(Data for processing):
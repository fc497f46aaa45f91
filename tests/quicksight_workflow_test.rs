use async_trait::async_trait;
use chrono::NaiveDate;
use howto_bot::config::RunOptions;
use howto_bot::core::{
    AnalysisRequest, AnalysisService, DashboardCatalog, DashboardDetails, DashboardSummary, Stage,
    StageStatus,
};
use howto_bot::{
    BotError, DashboardTarget, LocalStorage, Orchestrator, QuickSightPipeline, Result,
};
use serde_json::json;
use std::fs;
use std::sync::{Arc, Mutex};
use tempfile::TempDir;

#[derive(Default)]
struct FakeCatalog {
    requested: Mutex<Vec<String>>,
}

#[async_trait]
impl DashboardCatalog for FakeCatalog {
    async fn search_dashboards(&self, keyword: &str) -> Result<Vec<DashboardSummary>> {
        let all = [("d1", "Care Scorecard"), ("d2", "Care Escalations")];
        Ok(all
            .iter()
            .filter(|(_, name)| name.to_lowercase().contains(&keyword.to_lowercase()))
            .map(|(id, name)| DashboardSummary {
                dashboard_id: id.to_string(),
                name: name.to_string(),
                created_time: None,
                last_updated_time: None,
            })
            .collect())
    }

    async fn dashboard_details(&self, dashboard_id: &str) -> Result<Option<DashboardDetails>> {
        self.requested.lock().unwrap().push(dashboard_id.to_string());
        if dashboard_id != "d1" {
            return Ok(None);
        }
        Ok(Some(DashboardDetails {
            dashboard: json!({
                "Name": "Care Scorecard",
                "LastUpdatedTime": 1735689600,
                "LastPublishedTime": 1735689600,
                "Version": {"VersionNumber": 3, "Status": "CREATION_SUCCESSFUL"}
            }),
            definition: Some(json!({
                "Sheets": [{"Name": "Overview", "Visuals": [{"BarChartVisual": {}}, {"KPIVisual": {}}]}],
                "FilterGroups": [{"FilterGroupId": "f1"}]
            })),
            datasets: vec![json!({"DataSetId": "ds-1", "Name": "Scorecard", "ImportMode": "SPICE"})],
        }))
    }
}

#[derive(Default)]
struct FakeAnalyzer {
    prompts: Mutex<Vec<String>>,
}

#[async_trait]
impl AnalysisService for FakeAnalyzer {
    async fn invoke(&self, request: &AnalysisRequest) -> Result<String> {
        self.prompts.lock().unwrap().push(request.prompt.clone());
        Ok("## Summary\n\n- Layout is clear".to_string())
    }

    fn model_id(&self) -> &str {
        "fake-model"
    }
}

fn build(
    dir: &TempDir,
    catalog: Arc<FakeCatalog>,
    analyzer: Arc<FakeAnalyzer>,
    target: DashboardTarget,
) -> QuickSightPipeline<LocalStorage, RunOptions> {
    let output = dir.path().to_str().unwrap().to_string();
    QuickSightPipeline::new(
        LocalStorage::new(output.clone()),
        RunOptions::new(output),
        catalog,
        analyzer,
        target,
    )
    .with_timestamp(
        NaiveDate::from_ymd_opt(2025, 3, 1)
            .unwrap()
            .and_hms_opt(9, 30, 0)
            .unwrap(),
    )
}

#[tokio::test]
async fn test_dashboard_analysis_writes_reports() {
    let dir = TempDir::new().unwrap();
    let catalog = Arc::new(FakeCatalog::default());
    let analyzer = Arc::new(FakeAnalyzer::default());

    let pipeline = build(&dir, catalog.clone(), analyzer.clone(), DashboardTarget::Id("d1".into()))
        .with_focus(Some("Which filters exist?".to_string()));
    let report = Orchestrator::new(pipeline).run().await;

    assert!(report.succeeded(), "{}", report);
    assert_eq!(report.status(Stage::Publish), Some(&StageStatus::Skipped));

    let prompt = analyzer.prompts.lock().unwrap()[0].clone();
    assert!(prompt.starts_with("Which filters exist?"));
    assert!(prompt.contains("\"dashboard_id\": \"d1\""));

    let base = dir.path().join("quicksight_analysis_care_scorecard_20250301_093000");
    let markdown = fs::read_to_string(base.with_extension("md")).unwrap();
    assert!(markdown.starts_with("# Care Scorecard - Dashboard Analysis - 2025-03-01"));
    assert!(markdown.contains("- **Visual Types:** Bar Chart (1), KPI (1)"));
    assert!(markdown.contains("- **Scorecard** (ds-1): SPICE"));
    assert!(markdown.contains("- **Complexity:** Low"));
    assert!(markdown.contains("- Layout is clear"));

    let raw = fs::read_to_string(base.with_extension("json")).unwrap();
    let json: serde_json::Value = serde_json::from_str(&raw).unwrap();
    assert_eq!(json["dashboard_id"], "d1");
    assert_eq!(json["analysis_method"], "quicksight_api");
    assert_eq!(json["analysis_timestamp"], "2025-03-01T09:30:00");
    assert_eq!(json["custom_prompt"], "Which filters exist?");
    assert_eq!(json["dashboard_analysis"]["definition"]["filters_count"], 1);
    assert_eq!(json["ai_analysis"], "## Summary\n\n- Layout is clear");
}

#[tokio::test]
async fn test_search_uses_first_match() {
    let dir = TempDir::new().unwrap();
    let catalog = Arc::new(FakeCatalog::default());
    let analyzer = Arc::new(FakeAnalyzer::default());

    let pipeline = build(&dir, catalog.clone(), analyzer, DashboardTarget::Search("CARE".into()));
    let report = Orchestrator::new(pipeline).run().await;

    assert!(report.succeeded(), "{}", report);
    assert_eq!(*catalog.requested.lock().unwrap(), vec!["d1".to_string()]);
}

#[tokio::test]
async fn test_missing_dashboard_stops_before_analysis() {
    let dir = TempDir::new().unwrap();
    let analyzer = Arc::new(FakeAnalyzer::default());

    for target in [
        DashboardTarget::Id("unknown".into()),
        DashboardTarget::Search("finance".into()),
    ] {
        let pipeline = build(&dir, Arc::new(FakeCatalog::default()), analyzer.clone(), target);
        let report = Orchestrator::new(pipeline).run().await;

        assert!(matches!(
            report.failure.as_ref().map(|f| &f.error),
            Some(BotError::ProcessingError { .. })
        ));
        assert_eq!(report.status(Stage::Document), Some(&StageStatus::NotAttempted));
    }
    assert!(analyzer.prompts.lock().unwrap().is_empty());
    assert_eq!(fs::read_dir(dir.path()).unwrap().count(), 0);
}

(Work to complete): Every entry shown above is to be written out exactly.

(Solution):
repository fc497f46aaa45f91
filename tests/quicksight_workflow_test.rs
use async_trait::async_trait;
use chrono::NaiveDate;
use howto_bot::config::RunOptions;
use howto_bot::core::{
    AnalysisRequest, AnalysisService, DashboardCatalog, DashboardDetails, DashboardSummary, Stage,
    StageStatus,
};
use howto_bot::{
    BotError, DashboardTarget, LocalStorage, Orchestrator, QuickSightPipeline, Result,
};
use serde_json::json;
use std::fs;
use std::sync::{Arc, Mutex};
use tempfile::TempDir;

#[derive(Default)]
struct FakeCatalog {
    requested: Mutex<Vec<String>>,
}

#[async_trait]
impl DashboardCatalog for FakeCatalog {
    async fn search_dashboards(&self, keyword: &str) -> Result<Vec<DashboardSummary>> {
        let all = [("d1", "Care Scorecard"), ("d2", "Care Escalations")];
        Ok(all
            .iter()
            .filter(|(_, name)| name.to_lowercase().contains(&keyword.to_lowercase()))
            .map(|(id, name)| DashboardSummary {
                dashboard_id: id.to_string(),
                name: name.to_string(),
                created_time: None,
                last_updated_time: None,
            })
            .collect())
    }

    async fn dashboard_details(&self, dashboard_id: &str) -> Result<Option<DashboardDetails>> {
        self.requested.lock().unwrap().push(dashboard_id.to_string());
        if dashboard_id != "d1" {
            return Ok(None);
        }
        Ok(Some(DashboardDetails {
            dashboard: json!({
                "Name": "Care Scorecard",
                "LastUpdatedTime": 1735689600,
                "LastPublishedTime": 1735689600,
                "Version": {"VersionNumber": 3, "Status": "CREATION_SUCCESSFUL"}
            }),
            definition: Some(json!({
                "Sheets": [{"Name": "Overview", "Visuals": [{"BarChartVisual": {}}, {"KPIVisual": {}}]}],
                "FilterGroups": [{"FilterGroupId": "f1"}]
            })),
            datasets: vec![json!({"DataSetId": "ds-1", "Name": "Scorecard", "ImportMode": "SPICE"})],
        }))
    }
}

#[derive(Default)]
struct FakeAnalyzer {
    prompts: Mutex<Vec<String>>,
}

#[async_trait]
impl AnalysisService for FakeAnalyzer {
    async fn invoke(&self, request: &AnalysisRequest) -> Result<String> {
        self.prompts.lock().unwrap().push(request.prompt.clone());
        Ok("## Summary\n\n- Layout is clear".to_string())
    }

    fn model_id(&self) -> &str {
        "fake-model"
    }
}

fn build(
    dir: &TempDir,
    catalog: Arc<FakeCatalog>,
    analyzer: Arc<FakeAnalyzer>,
    target: DashboardTarget,
) -> QuickSightPipeline<LocalStorage, RunOptions> {
    let output = dir.path().to_str().unwrap().to_string();
    QuickSightPipeline::new(
        LocalStorage::new(output.clone()),
        RunOptions::new(output),
        catalog,
        analyzer,
        target,
    )
    .with_timestamp(
        NaiveDate::from_ymd_opt(2025, 3, 1)
            .unwrap()
            .and_hms_opt(9, 30, 0)
            .unwrap(),
    )
}

#[tokio::test]
async fn test_dashboard_analysis_writes_reports() {
    let dir = TempDir::new().unwrap();
    let catalog = Arc::new(FakeCatalog::default());
    let analyzer = Arc::new(FakeAnalyzer::default());

    let pipeline = build(&dir, catalog.clone(), analyzer.clone(), DashboardTarget::Id("d1".into()))
        .with_focus(Some("Which filters exist?".to_string()));
    let report = Orchestrator::new(pipeline).run().await;

    assert!(report.succeeded(), "{}", report);
    assert_eq!(report.status(Stage::Publish), Some(&StageStatus::Skipped));

    let prompt = analyzer.prompts.lock().unwrap()[0].clone();
    assert!(prompt.starts_with("Which filters exist?"));
    assert!(prompt.contains("\"dashboard_id\": \"d1\""));

    let base = dir.path().join("quicksight_analysis_care_scorecard_20250301_093000");
    let markdown = fs::read_to_string(base.with_extension("md")).unwrap();
    assert!(markdown.starts_with("# Care Scorecard - Dashboard Analysis - 2025-03-01"));
    assert!(markdown.contains("- **Visual Types:** Bar Chart (1), KPI (1)"));
    assert!(markdown.contains("- **Scorecard** (ds-1): SPICE"));
    assert!(markdown.contains("- **Complexity:** Low"));
    assert!(markdown.contains("- Layout is clear"));

    let raw = fs::read_to_string(base.with_extension("json")).unwrap();
    let json: serde_json::Value = serde_json::from_str(&raw).unwrap();
    assert_eq!(json["dashboard_id"], "d1");
    assert_eq!(json["analysis_method"], "quicksight_api");
    assert_eq!(json["analysis_timestamp"], "2025-03-01T09:30:00");
    assert_eq!(json["custom_prompt"], "Which filters exist?");
    assert_eq!(json["dashboard_analysis"]["definition"]["filters_count"], 1);
    assert_eq!(json["ai_analysis"], "## Summary\n\n- Layout is clear");
}

#[tokio::test]
async fn test_search_uses_first_match() {
    let dir = TempDir::new().unwrap();
    let catalog = Arc::new(FakeCatalog::default());
    let analyzer = Arc::new(FakeAnalyzer::default());

    let pipeline = build(&dir, catalog.clone(), analyzer, DashboardTarget::Search("CARE".into()));
    let report = Orchestrator::new(pipeline).run().await;

    assert!(report.succeeded(), "{}", report);
    assert_eq!(*catalog.requested.lock().unwrap(), vec!["d1".to_string()]);
}

#[tokio::test]
async fn test_missing_dashboard_stops_before_analysis() {
    let dir = TempDir::new().unwrap();
    let analyzer = Arc::new(FakeAnalyzer::default());

    for target in [
        DashboardTarget::Id("unknown".into()),
        DashboardTarget::Search("finance".into()),
    ] {
        let pipeline = build(&dir, Arc::new(FakeCatalog::default()), analyzer.clone(), target);
        let report = Orchestrator::new(pipeline).run().await;

        assert!(matches!(
            report.failure.as_ref().map(|f| &f.error),
            Some(BotError::ProcessingError { .. })
        ));
        assert_eq!(report.status(Stage::Document), Some(&StageStatus::NotAttempted));
    }
    assert!(analyzer.prompts.lock().unwrap().is_empty());
    assert_eq!(fs::read_dir(dir.path()).unwrap().count(), 0);
}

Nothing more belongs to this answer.